Bioactive EGF peptides for promotion of tissue regeneration and cancer therapy

Assignee

• The Board of Regents of the University of Texas System · US

Inventors

• Jin Lee · Daejeon, KR
• Mark Blick · Houston, US

Key dates

Classification

• Technology area (CPC A)Human Necessities
• CPC primaryA61K38/00
• WIPO fieldPharmaceuticals
• WIPO sectorChemistry

Abstract

A biologically active cyclic synthetic peptide analog having an amino acid sequence similar to that of native epidermal growth factor between amino acids 32-48 is revealed. The peptide has been found to mimic certain biological activities of intact native epidermal growth factor (EGF).
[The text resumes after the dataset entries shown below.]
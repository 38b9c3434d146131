//! The conversation orchestrator: the heart of fundwise.
//!
//! A session follows a bounded **stream → act → feed back** cycle:
//!
//! 1. **Build context** from the request and its history
//! 2. **Stream a round** from the backend, forwarding text as it arrives
//! 3. **If tools were requested**: retract the provisional text, run the
//!    tools concurrently, append their results, and stream the next round
//! 4. **Otherwise** emit the session metadata and the terminal marker
//!
//! The cycle ends when a round finishes without requesting tools, or when
//! the round budget is spent.

pub mod assembler;
pub mod completion;
pub mod context;
pub mod emitter;
pub mod executor;
pub mod orchestrator;
pub mod stream_event;

#[cfg(any(test, feature = "testing"))]
pub mod testing;

pub use assembler::{Assembled, BlockState, RoundBlocks};
pub use completion::CompletionClient;
pub use context::ContextBuilder;
pub use emitter::EventEmitter;
pub use executor::ToolExecutor;
pub use orchestrator::{Orchestrator, SessionHandle};
pub use stream_event::{ErrorRecord, MetaRecord, StreamRecord, ToolCallDone, ToolCallNotice};
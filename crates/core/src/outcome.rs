//! Session outcome: what the caller receives once a session ends.

use crate::provider::Usage;
use crate::tool::{Citation, SideArtifact, ToolOutcome};
use serde::{Deserialize, Serialize};

/// Accumulated across rounds by the round controller, then moved into the
/// final metadata record. Moving it out is what freezes it.
#[derive(Debug, Clone, Default, PartialEq, Serialize, Deserialize)]
#[serde(rename_all = "camelCase")]
pub struct SessionOutcome {
    /// Distinct tool names, in first-use order.
    pub tools_used: Vec<String>,
    /// Citations in tool-completion order.
    pub citations: Vec<Citation>,
    #[serde(default, skip_serializing_if = "Option::is_none")]
    pub side_artifact: Option<SideArtifact>,
    #[serde(default)]
    pub usage: Usage,
}

impl SessionOutcome {
    pub fn new() -> Self {
        Self::default()
    }

    pub fn note_tool_used(&mut self, name: &str) {
        if !self.tools_used.iter().any(|t| t == name) {
            self.tools_used.push(name.to_string());
        }
    }

    /// Fold one completed outcome in. A later artifact replaces an earlier one.
    pub fn absorb(&mut self, outcome: &ToolOutcome) {
        self.citations
            .extend(outcome.for_caller.citations.iter().cloned());
        if let Some(artifact) = &outcome.for_caller.artifact {
            self.side_artifact = Some(artifact.clone());
        }
    }
}

#[cfg(test)]
mod tests {
    use super::*;
    use crate::tool::ToolInvocation;

    #[test]
    fn tools_used_is_deduplicated() {
        let mut outcome = SessionOutcome::new();
        outcome.note_tool_used("lookup_security");
        outcome.note_tool_used("market_data");
        outcome.note_tool_used("lookup_security");
        assert_eq!(outcome.tools_used, vec!["lookup_security", "market_data"]);
    }

    #[test]
    fn absorb_collects_citations_and_artifact() {
        let invocation = ToolInvocation::new("t1", "review_document", serde_json::json!({}));
        let tool_outcome = ToolOutcome::from_result(
            &invocation,
            serde_json::json!({
                "citations": [{"title": "Policy", "source": "p-1"}],
                "artifact": {"filename": "a.pdf", "mediaType": "application/pdf", "data": "AAAA"}
            }),
            5,
        );

        let mut outcome = SessionOutcome::new();
        outcome.absorb(&tool_outcome);
        assert_eq!(outcome.citations.len(), 1);
        assert_eq!(outcome.side_artifact.as_ref().unwrap().filename, "a.pdf");

        let json = serde_json::to_value(&outcome).unwrap();
        assert!(json.get("toolsUsed").is_some());
        assert!(json.get("sideArtifact").is_some());
    }
}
The EGF peptide analogs of the present invention include at least one sulfhydryl bond between two cysteines of the peptide containing block termini. The peptides comprise the end of the B-loop and the C-loop characteristic of the native form of the epidermal growth factor peptide. The biological activity of the peptide provides for methods of using the peptide as an agent in wound healing and also in cancer therapy. More particularly, the described peptides are used in cancer therapeutic applications and in the promotion of wound healing, especially burn wounds and peptic ulcer disease. Methods of preparing and using the described bioactive EGF analog peptides are also disclosed. Both the D- and L- forms of the peptides' amino acids are within the scope of the described biologically active peptides.